The only judicious course for the church in such a case would have been to conciliate the bold rebel, appealing to his kindness and reverence; but the holy mother had been too much accustomed to take brands from the burning with tongs made red hot for that benevolent operation. Luther was summoned to Rome, whither he was not disposed to go; if destined for the flames, he thought it more reasonable that the fire should come to him. For his own safety he gave himself no other concern than not to go into needless danger; but the Elector of Saxony, who had sympathy with him in his views, and was not prepared to see one of his subjects trampled down, arranged matters in his favor so that he should have his hearing in Augsburg, a free city, where the magistrates could protect his person. Luther's manly words were, "Let him shield me, if he can do it without compromising his interests; if not, I am ready to

face the danger." He appeared in Augsburg before Cardinal Caietan, who, having been suspected of a tang of heresy himself, was thought to be expert in dealing with persons of that description. That dignitary was perfectly willing that Luther should be as heretical as he pleased, if, as the Presbyterian divine in Edinburgh said to Charles the Second," he would only shut the windows." The enormity of the sin consisted in its being publicly known, and thereby misleading others with its example. Moreover, he could not conceive why Luther should hesitate to make this cheap and easy recantation, which would cleanse him from all guilt, without requiring the least change in his opinions. Finding the Reformer intractable, the legate argued with him; but as he found his authorities in the records of the church, and Luther took his stand on common sense and the Bible, they were hardly within speaking distance of each other.
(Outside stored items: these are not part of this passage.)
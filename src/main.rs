// Builds a small discriminator twice (the second pass reusing the first
// pass's parameters), initializes it, and prints what was registered.
//
//   cargo run -- [config.json]
use ferrite_ops::{Array, Ops, OpsConfig, Result};
use rand::Rng;

fn main() -> Result<()> {
    let config = match std::env::args().nth(1) {
        Some(path) => OpsConfig::load_json(&path)?,
        None => OpsConfig { seed: Some(7), ..OpsConfig::default() },
    };
    let mut ops = Ops::new(config)?;
    ops.describe("discriminator");

    let real = ops.placeholder(vec![Some(2), Some(8), Some(8), Some(3)]);
    let fake = ops.placeholder(vec![Some(2), Some(8), Some(8), Some(3)]);

    let d_real = discriminator(&mut ops, &real)?;
    ops.reuse();
    let d_fake = discriminator(&mut ops, &fake)?;
    ops.stop_reuse();

    println!("ferrite-ops: {} parameters registered", ops.variables().len());
    for var in ops.variables() {
        println!("  {:<28} {}", var.name(), var.shape());
    }

    let mut rng = rand::thread_rng();
    let mut batch = || {
        let data = (0..2 * 8 * 8 * 3).map(|_| rng.gen::<f32>() * 2.0 - 1.0).collect();
        Array::from_vec(&[2, 8, 8, 3], data)
    };
    let feeds = [(&real, batch()?), (&fake, batch()?)];

    let mut session = ops.new_session();
    ops.initialize_variables(&mut session)?;
    ops.data_dependent_init(&mut session, &feeds)?;

    let out = session.run(ops.graph(), &[&d_real, &d_fake], &feeds)?;
    println!("D(real) = {:?}", out[0].data);
    println!("D(fake) = {:?}", out[1].data);
    Ok(())
}

fn discriminator(ops: &mut Ops, x: &ferrite_ops::Tensor) -> Result<ferrite_ops::Tensor> {
    let net = ops.conv2d(x, 3, 3, 2, 2, 8)?;
    let net = ops.lrelu(&net);
    let net = ops.conv2d(&net, 3, 3, 2, 2, 16)?;
    let net = ops.lrelu(&net);
    let net = ops.reshape(&net, &[2, -1])?;
    ops.linear(&net, 1)
}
The hearing did not lead to any satisfactory result; the Pope had already denounced the insurgent, and it was his misfortune to be infallible, while Luther was sustained by a conscientious intrepidity which not all the world could bow. Nothing could be more generous than his bearing; finding himself thus an object of persecution, he wrote to the Elector that he would by no means bring danger to his prince ; that he was about to quit Germany; that, wherever he went, he should remember with never-ceasing gratitude the kind protection which had been afforded him, and he respectfully bade him farewell. When we remember how entirely alone he stood, how fearfully he was threatened, and how great were the sacrifices he was making to the truth, this conduct on his part seems as generous and high as any thing which history records. Every one capable of estimating character must dwell upon it with perfect delight; and it is a relief to find that the Elector guarded him, not by open resistance to Rome, but by requiring, with diplomatic adroitness, that he should be tried by disinterested judges; a sort of bench which he well knew it was impossible to find. Meantime, the emperor of Germany died; and the Elector of Saxony was so prominent a candidate for that high station, that the Roman court did not think it wise to come in conflict with him till the imperial question was decided; and in the interval his power was an effectual shield to all over whom it extended.